● Task objective
In the entries below, which lines run from the one containing "let more = Confirm::new()" to the one containing "let id = session.form_mut().add_expense();"? Copy exactly those lines, ends included, and no others.

Data for this exercise START

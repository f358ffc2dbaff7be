use std::process::ExitCode;
use std::sync::Arc;
use std::sync::atomic::AtomicBool;
use std::time::Duration;

use anyhow::{Context, bail};
use clap::{Parser, Subcommand};
use dialoguer::{Confirm, Input};
use tracing_subscriber::EnvFilter;

use budget_assistant::api::ApiServerBuilder;
use budget_assistant::api::jwt::JwksCache;
use budget_assistant::planner::{self, PlanGenerator};
use budget_assistant::voice::{
    AudioCapture, BufferedPlayback, MicRecognizer, Playback, PlaybackOutcome, SpeakerSink,
    SpeechToText, StreamingPlayback, Synthesizer, TextToSpeech, Transcriber, UtteranceLimits,
    rms,
};
use budget_assistant::{Config, Identity, InputTarget, Plan, PlanId, PlanStore, PlannerSession, render, store};

/// Budget Assistant - voice-enabled budget planning
#[derive(Parser)]
#[command(name = "budget", version, about)]
struct Cli {
    /// User whose plans the CLI works with (identity provider users are `idp:<sub>`)
    #[arg(short, long, env = "BUDGET_USER", default_value = budget_assistant::api::LOCAL_USER)]
    user: String,

    /// Increase verbosity (-v, -vv, -vvv)
    #[arg(short, long, action = clap::ArgAction::Count)]
    verbose: u8,

    #[command(subcommand)]
    command: Option<Command>,
}

#[derive(Subcommand)]
enum Command {
    /// Run the HTTP API (default)
    Serve {
        /// Port to listen on (overrides configuration)
        #[arg(long)]
        port: Option<u16>,
    },
    /// Build a budget plan interactively
    Plan {
        /// Fill fields by speaking instead of typing
        #[arg(long)]
        voice: bool,
        /// Edit an existing plan
        #[arg(long)]
        edit: Option<String>,
        /// Read the generated plan aloud as it streams in
        #[arg(long)]
        stream: bool,
    },
    /// List saved plans, newest first
    List,
    /// Print one plan
    Show { id: String },
    /// Delete a plan
    Delete { id: String },
    /// Read a saved plan aloud
    Speak {
        id: String,
        /// Start playing while audio is still arriving
        #[arg(long)]
        stream: bool,
        /// Provider-specific voice identifier
        #[arg(long)]
        voice: Option<String>,
    },
    /// Test microphone input
    TestMic {
        /// Duration in seconds
        #[arg(short, long, default_value = "5")]
        duration: u64,
    },
}

#[tokio::main]
async fn main() -> ExitCode {
    let cli = Cli::parse();

    let filter = match cli.verbose {
        0 => "warn,budget_assistant=info,budget=info",
        1 => "info,budget_assistant=debug,budget=debug",
        2 => "debug",
        _ => "trace",
    };

    tracing_subscriber::fmt()
        .with_env_filter(EnvFilter::try_from_default_env().unwrap_or_else(|_| EnvFilter::new(filter)))
        .init();

    match run(cli).await {
        Ok(()) => ExitCode::SUCCESS,
        Err(e) => {
            tracing::error!("fatal: {e:#}");
            ExitCode::FAILURE
        }
    }
}

#[allow(clippy::future_not_send)]
async fn run(cli: Cli) -> anyhow::Result<()> {
    let config = Config::load();
    let identity = Identity::new(cli.user.clone()).context("user must not be empty")?;

    match cli.command.unwrap_or(Command::Serve { port: None }) {
        Command::Serve { port } => serve(config, port).await,
        Command::Plan { voice, edit, stream } => plan(&config, identity, voice, edit, stream).await,
        Command::List => list(&config, &identity),
        Command::Show { id } => show(&config, &identity, &id),
        Command::Delete { id } => delete(&config, &identity, &id),
        Command::Speak { id, stream, voice } => speak(&config, &identity, &id, stream, voice).await,
        Command::TestMic { duration } => test_mic(duration).await,
    }
}

fn optional<T>(what: &str, built: budget_assistant::Result<T>) -> Option<T> {
    match built {
        Ok(value) => Some(value),
        Err(e) => {
            tracing::warn!(error = %e, "{what} disabled");
            None
        }
    }
}

async fn serve(config: Config, port: Option<u16>) -> anyhow::Result<()> {
    let (store, db) = store::open(&config)?;
    let port = port.unwrap_or(config.server.port);

    tracing::info!(
        port,
        storage = ?config.storage,
        llm = ?config.llm.provider,
        "starting budget assistant"
    );

    let mut builder = ApiServerBuilder::new(store, port)
        .api_token(config.server.api_token.clone())
        .rate_limit(config.server.rate_limit)
        .static_dir(config.server.static_dir.clone());

    if let Some(db) = db {
        builder = builder.db(db);
    }
    if let Some(generator) = optional("plan generation", planner::from_config(&config)) {
        builder = builder.generator(Arc::from(generator));
    }
    if let Some(tts) = optional("text-to-speech", TextToSpeech::from_config(&config)) {
        builder = builder.synthesizer(Arc::new(tts));
    }
    if let Some(stt) = optional("speech-to-text", SpeechToText::from_config(&config)) {
        builder = builder.transcriber(Arc::new(stt));
    }
    if let Some(base_url) = &config.auth_base_url {
        tracing::info!(auth_base_url = %base_url, "accepting identity provider tokens");
        builder = builder.jwt_cache(Arc::new(JwksCache::new(base_url.clone())));
    }

    builder.build().run().await?;
    Ok(())
}

fn playback_for(config: &Config, stream: bool) -> budget_assistant::Result<Arc<dyn Playback>> {
    let tts: Arc<dyn Synthesizer> = Arc::new(TextToSpeech::from_config(config)?);
    let sinks = SpeakerSink::factory();
    Ok(if stream {
        Arc::new(StreamingPlayback::new(tts, sinks))
    } else {
        Arc::new(BufferedPlayback::new(tts, sinks))
    })
}

fn find_plan(store: &dyn PlanStore, identity: &Identity, id: &str) -> anyhow::Result<Plan> {
    store
        .get(Some(identity), &PlanId::from(id))?
        .with_context(|| format!("no plan with id {id}"))
}

async fn plan(
    config: &Config,
    identity: Identity,
    voice: bool,
    edit: Option<String>,
    stream: bool,
) -> anyhow::Result<()> {
    let (store, _db) = store::open(config)?;
    let generator: Arc<dyn PlanGenerator> = Arc::from(planner::from_config(config)?);

    let editing = edit
        .map(|id| find_plan(store.as_ref(), &identity, &id))
        .transpose()?;

    let mut session = PlannerSession::new(Arc::clone(&store), generator, Some(identity));
    if let Some(playback) = optional("read-back", playback_for(config, stream)) {
        session = session.with_playback(playback);
    }
    if voice {
        let stt: Arc<dyn Transcriber> = Arc::new(SpeechToText::from_config(config)?);
        session = session.with_recognizer(Arc::new(MicRecognizer::new(stt)));
        if !session.speech_available() {
            bail!("speech input requested but no microphone is available");
        }
    }

    if let Some(plan) = &editing {
        session.edit(plan);
        println!("Editing \"{}\"\n", plan.name);
    }

    fill_form(&mut session, voice).await?;

    println!("\nGenerating plan...");
    if let Err(e) = session.generate().await {
        bail!("{e}");
    }
    println!("\n{}\n", render::to_plain(session.plan_text()));

    if session.toggle_playback(None).unwrap_or(false) {
        println!("Reading plan aloud (Ctrl-C to stop)...");
        tokio::select! {
            outcome = session.wait_playback() => {
                if let Err(e) = outcome {
                    eprintln!("Read-back failed: {e}");
                }
            }
            _ = tokio::signal::ctrl_c() => session.stop_playback(),
        }
    }

    let save = Confirm::new()
        .with_prompt("Save this plan?")
        .default(true)
        .interact()?;
    if save {
        let plan = session.save()?;
        println!("Saved plan {}", plan.id);
    }
    Ok(())
}

async fn fill_form(session: &mut PlannerSession, voice: bool) -> anyhow::Result<()> {
    let name = prompt_text("Plan name", &session.form().name)?;
    session.form_mut().name = name;

    ask(session, voice, InputTarget::Income, "Monthly income").await?;

    let existing: Vec<String> = session.form().expenses.iter().map(|e| e.id.clone()).collect();
    for id in existing {
        if session.form().expense(&id).is_some_and(|e| e.category.is_empty()) {
            session.form_mut().remove_expense(&id);
            continue;
        }
        ask(session, voice, InputTarget::ExpenseCategory(id.clone()), "Expense category").await?;
        ask(session, voice, InputTarget::ExpenseAmount(id), "Amount").await?;
    }

    loop {
        let more = Confirm::new()
            .with_prompt("Add an expense?")
            .default(session.form().expenses.is_empty())
            .interact()?;
        if !more {
            break;
        }
        let id = session.form_mut().add_expense();
        ask(session, voice, InputTarget::ExpenseCategory(id.clone()), "Expense category").await?;
        ask(session, voice, InputTarget::ExpenseAmount(id), "Amount").await?;
    }

    ask(session, voice, InputTarget::Notes, "Notes (optional)").await
}

/// Fill one field by voice, falling back to typing
async fn ask(
    session: &mut PlannerSession,
    voice: bool,
    target: InputTarget,
    label: &str,
) -> anyhow::Result<()> {
    let current = session.form().value(&target).unwrap_or_default();

    if voice {
        println!("{label}: speak now...");
        match session.listen(target.clone()).await {
            Ok(Some(value)) if !value.is_empty() => {
                let accepted = Confirm::new()
                    .with_prompt(format!("{label} = \"{value}\"?"))
                    .default(true)
                    .interact()?;
                if accepted {
                    return Ok(());
                }
            }
            Ok(_) => println!("Didn't catch that."),
            Err(e) => println!("{e}"),
        }
    }

    let value = prompt_text(label, &current)?;
    session.form_mut().set(&target, value)?;
    Ok(())
}

fn prompt_text(label: &str, initial: &str) -> anyhow::Result<String> {
    Ok(Input::<String>::new()
        .with_prompt(label)
        .with_initial_text(initial)
        .allow_empty(true)
        .interact_text()?)
}

fn list(config: &Config, identity: &Identity) -> anyhow::Result<()> {
    let (store, _db) = store::open(config)?;
    let plans = store.list(Some(identity))?;

    if plans.is_empty() {
        println!("No saved plans. Create one with: budget plan");
        return Ok(());
    }

    for plan in plans {
        println!(
            "{}  {}  {:<24}  income {}  ({} expenses)",
            plan.id,
            plan.created_at.format("%Y-%m-%d %H:%M"),
            plan.name,
            plan.income,
            plan.expenses.len()
        );
    }
    Ok(())
}

fn show(config: &Config, identity: &Identity, id: &str) -> anyhow::Result<()> {
    let (store, _db) = store::open(config)?;
    let plan = find_plan(store.as_ref(), identity, id)?;

    println!("{} ({})", plan.name, plan.created_at.format("%Y-%m-%d"));
    println!("Income: {}", plan.income);
    for expense in &plan.expenses {
        println!("  {:<20} {}", expense.category, expense.amount);
    }
    if !plan.notes.trim().is_empty() {
        println!("Notes: {}", plan.notes.trim());
    }
    if let Some(sharing) = &plan.sharing {
        println!(
            "Owner: {} | shared: {} | collaborators: {}",
            sharing.owner_id,
            sharing.is_shared,
            sharing.collaborators.join(", ")
        );
    }
    println!("\n{}", render::to_plain(&plan.plan_text));
    Ok(())
}

fn delete(config: &Config, identity: &Identity, id: &str) -> anyhow::Result<()> {
    let (store, _db) = store::open(config)?;
    store.delete(Some(identity), &PlanId::from(id))?;
    println!("Deleted {id}");
    Ok(())
}

async fn speak(
    config: &Config,
    identity: &Identity,
    id: &str,
    stream: bool,
    voice: Option<String>,
) -> anyhow::Result<()> {
    let (store, _db) = store::open(config)?;
    let plan = find_plan(store.as_ref(), identity, id)?;
    let playback = playback_for(config, stream)?;

    println!("Reading \"{}\" ({} mode, Ctrl-C to stop)...", plan.name, playback.mode());
    let handle = playback.start(plan.plan_text, voice);

    tokio::select! {
        outcome = handle.wait() => {
            if outcome? == PlaybackOutcome::Completed {
                println!("Done.");
            }
        }
        _ = tokio::signal::ctrl_c() => println!("\nStopped."),
    }
    Ok(())
}

/// Test microphone input with a level meter and an utterance recording
#[allow(clippy::future_not_send)]
async fn test_mic(duration: u64) -> anyhow::Result<()> {
    println!("Testing microphone for {duration} seconds...");
    println!("Speak into your microphone!\n");

    let mut capture = AudioCapture::new()?;
    capture.start()?;

    for i in 0..duration {
        tokio::time::sleep(Duration::from_secs(1)).await;

        let samples = capture.take_buffer();
        let energy = rms(&samples);
        let peak = samples.iter().map(|s| s.abs()).fold(0.0f32, f32::max);

        #[allow(clippy::cast_possible_truncation, clippy::cast_sign_loss)]
        let meter_len = (energy * 100.0).min(50.0) as usize;
        let meter = "#".repeat(meter_len) + &" ".repeat(50 - meter_len);

        println!("[{:2}s] RMS: {energy:.4} | Peak: {peak:.4} | [{meter}]", i + 1);
    }
    capture.stop();
    drop(capture);

    println!("\nNow say a short phrase; recording stops after a pause.");
    let samples = tokio::task::spawn_blocking(|| {
        AudioCapture::new()?.record_utterance(UtteranceLimits::default(), &AtomicBool::new(false))
    })
    .await??;

    #[allow(clippy::cast_precision_loss)]
    let secs = samples.len() as f32 / budget_assistant::voice::SAMPLE_RATE as f32;
    if samples.is_empty() {
        println!("No speech detected. Check the input device and its level.");
    } else {
        println!("Captured {secs:.1}s of speech. Your mic is working!");
    }
    Ok(())
}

Data for this exercise END

● Answer section
        let more = Confirm::new()
            .with_prompt("Add an expense?")
            .default(session.form().expenses.is_empty())
            .interact()?;
        if !more {
            break;
        }
        let id = session.form_mut().add_expense();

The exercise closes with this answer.